▸ **What the exercise asks**
Exact transcription of the records is required.

Saved data entries
- - - -
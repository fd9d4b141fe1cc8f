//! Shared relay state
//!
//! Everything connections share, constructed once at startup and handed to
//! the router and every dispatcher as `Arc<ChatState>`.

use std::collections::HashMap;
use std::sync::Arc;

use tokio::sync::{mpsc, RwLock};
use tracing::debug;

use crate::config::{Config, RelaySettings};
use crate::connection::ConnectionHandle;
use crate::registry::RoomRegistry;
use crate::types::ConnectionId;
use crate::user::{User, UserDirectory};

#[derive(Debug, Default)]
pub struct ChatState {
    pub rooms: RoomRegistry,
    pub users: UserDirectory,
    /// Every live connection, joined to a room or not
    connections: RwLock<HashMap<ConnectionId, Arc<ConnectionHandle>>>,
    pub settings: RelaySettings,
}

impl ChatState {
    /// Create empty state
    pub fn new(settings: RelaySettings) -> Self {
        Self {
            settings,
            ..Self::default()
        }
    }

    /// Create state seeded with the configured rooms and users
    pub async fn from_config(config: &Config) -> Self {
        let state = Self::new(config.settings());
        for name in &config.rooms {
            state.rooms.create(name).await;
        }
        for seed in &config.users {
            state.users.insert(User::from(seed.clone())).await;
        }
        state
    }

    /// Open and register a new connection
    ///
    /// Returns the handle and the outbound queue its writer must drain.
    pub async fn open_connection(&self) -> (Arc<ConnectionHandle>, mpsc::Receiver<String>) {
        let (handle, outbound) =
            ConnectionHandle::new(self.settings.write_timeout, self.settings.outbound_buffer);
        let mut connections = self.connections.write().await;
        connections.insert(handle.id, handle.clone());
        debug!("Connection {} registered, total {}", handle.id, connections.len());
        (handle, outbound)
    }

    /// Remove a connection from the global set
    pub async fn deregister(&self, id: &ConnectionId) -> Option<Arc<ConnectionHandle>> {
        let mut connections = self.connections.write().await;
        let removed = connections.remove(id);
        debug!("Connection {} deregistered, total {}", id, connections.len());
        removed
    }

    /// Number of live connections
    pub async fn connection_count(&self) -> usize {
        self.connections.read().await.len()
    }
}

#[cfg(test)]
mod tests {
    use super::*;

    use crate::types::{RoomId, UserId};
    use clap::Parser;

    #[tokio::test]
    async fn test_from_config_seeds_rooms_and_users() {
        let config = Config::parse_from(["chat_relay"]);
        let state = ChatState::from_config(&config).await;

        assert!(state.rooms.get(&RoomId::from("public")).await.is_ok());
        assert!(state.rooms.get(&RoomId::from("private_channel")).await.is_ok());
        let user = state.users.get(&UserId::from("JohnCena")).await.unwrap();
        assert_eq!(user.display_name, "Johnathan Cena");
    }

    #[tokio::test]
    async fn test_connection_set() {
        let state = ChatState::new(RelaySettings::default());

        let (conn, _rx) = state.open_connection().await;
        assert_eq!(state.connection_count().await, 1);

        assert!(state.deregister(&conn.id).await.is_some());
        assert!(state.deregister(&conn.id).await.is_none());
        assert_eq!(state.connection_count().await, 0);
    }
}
- - - -
▸ **Solution to this task**
repository fd9d4b141fe1cc8f
//! Shared relay state
//!
//! Everything connections share, constructed once at startup and handed to
//! the router and every dispatcher as `Arc<ChatState>`.

use std::collections::HashMap;
use std::sync::Arc;

use tokio::sync::{mpsc, RwLock};
use tracing::debug;

use crate::config::{Config, RelaySettings};
use crate::connection::ConnectionHandle;
use crate::registry::RoomRegistry;
use crate::types::ConnectionId;
use crate::user::{User, UserDirectory};

#[derive(Debug, Default)]
pub struct ChatState {
    pub rooms: RoomRegistry,
    pub users: UserDirectory,
    /// Every live connection, joined to a room or not
    connections: RwLock<HashMap<ConnectionId, Arc<ConnectionHandle>>>,
    pub settings: RelaySettings,
}

impl ChatState {
    /// Create empty state
    pub fn new(settings: RelaySettings) -> Self {
        Self {
            settings,
            ..Self::default()
        }
    }

    /// Create state seeded with the configured rooms and users
    pub async fn from_config(config: &Config) -> Self {
        let state = Self::new(config.settings());
        for name in &config.rooms {
            state.rooms.create(name).await;
        }
        for seed in &config.users {
            state.users.insert(User::from(seed.clone())).await;
        }
        state
    }

    /// Open and register a new connection
    ///
    /// Returns the handle and the outbound queue its writer must drain.
    pub async fn open_connection(&self) -> (Arc<ConnectionHandle>, mpsc::Receiver<String>) {
        let (handle, outbound) =
            ConnectionHandle::new(self.settings.write_timeout, self.settings.outbound_buffer);
        let mut connections = self.connections.write().await;
        connections.insert(handle.id, handle.clone());
        debug!("Connection {} registered, total {}", handle.id, connections.len());
        (handle, outbound)
    }

    /// Remove a connection from the global set
    pub async fn deregister(&self, id: &ConnectionId) -> Option<Arc<ConnectionHandle>> {
        let mut connections = self.connections.write().await;
        let removed = connections.remove(id);
        debug!("Connection {} deregistered, total {}", id, connections.len());
        removed
    }

    /// Number of live connections
    pub async fn connection_count(&self) -> usize {
        self.connections.read().await.len()
    }
}

#[cfg(test)]
mod tests {
    use super::*;

    use crate::types::{RoomId, UserId};
    use clap::Parser;

    #[tokio::test]
    async fn test_from_config_seeds_rooms_and_users() {
        let config = Config::parse_from(["chat_relay"]);
        let state = ChatState::from_config(&config).await;

        assert!(state.rooms.get(&RoomId::from("public")).await.is_ok());
        assert!(state.rooms.get(&RoomId::from("private_channel")).await.is_ok());
        let user = state.users.get(&UserId::from("JohnCena")).await.unwrap();
        assert_eq!(user.display_name, "Johnathan Cena");
    }

    #[tokio::test]
    async fn test_connection_set() {
        let state = ChatState::new(RelaySettings::default());

        let (conn, _rx) = state.open_connection().await;
        assert_eq!(state.connection_count().await, 1);

        assert!(state.deregister(&conn.id).await.is_some());
        assert!(state.deregister(&conn.id).await.is_none());
        assert_eq!(state.connection_count().await, 0);
    }
}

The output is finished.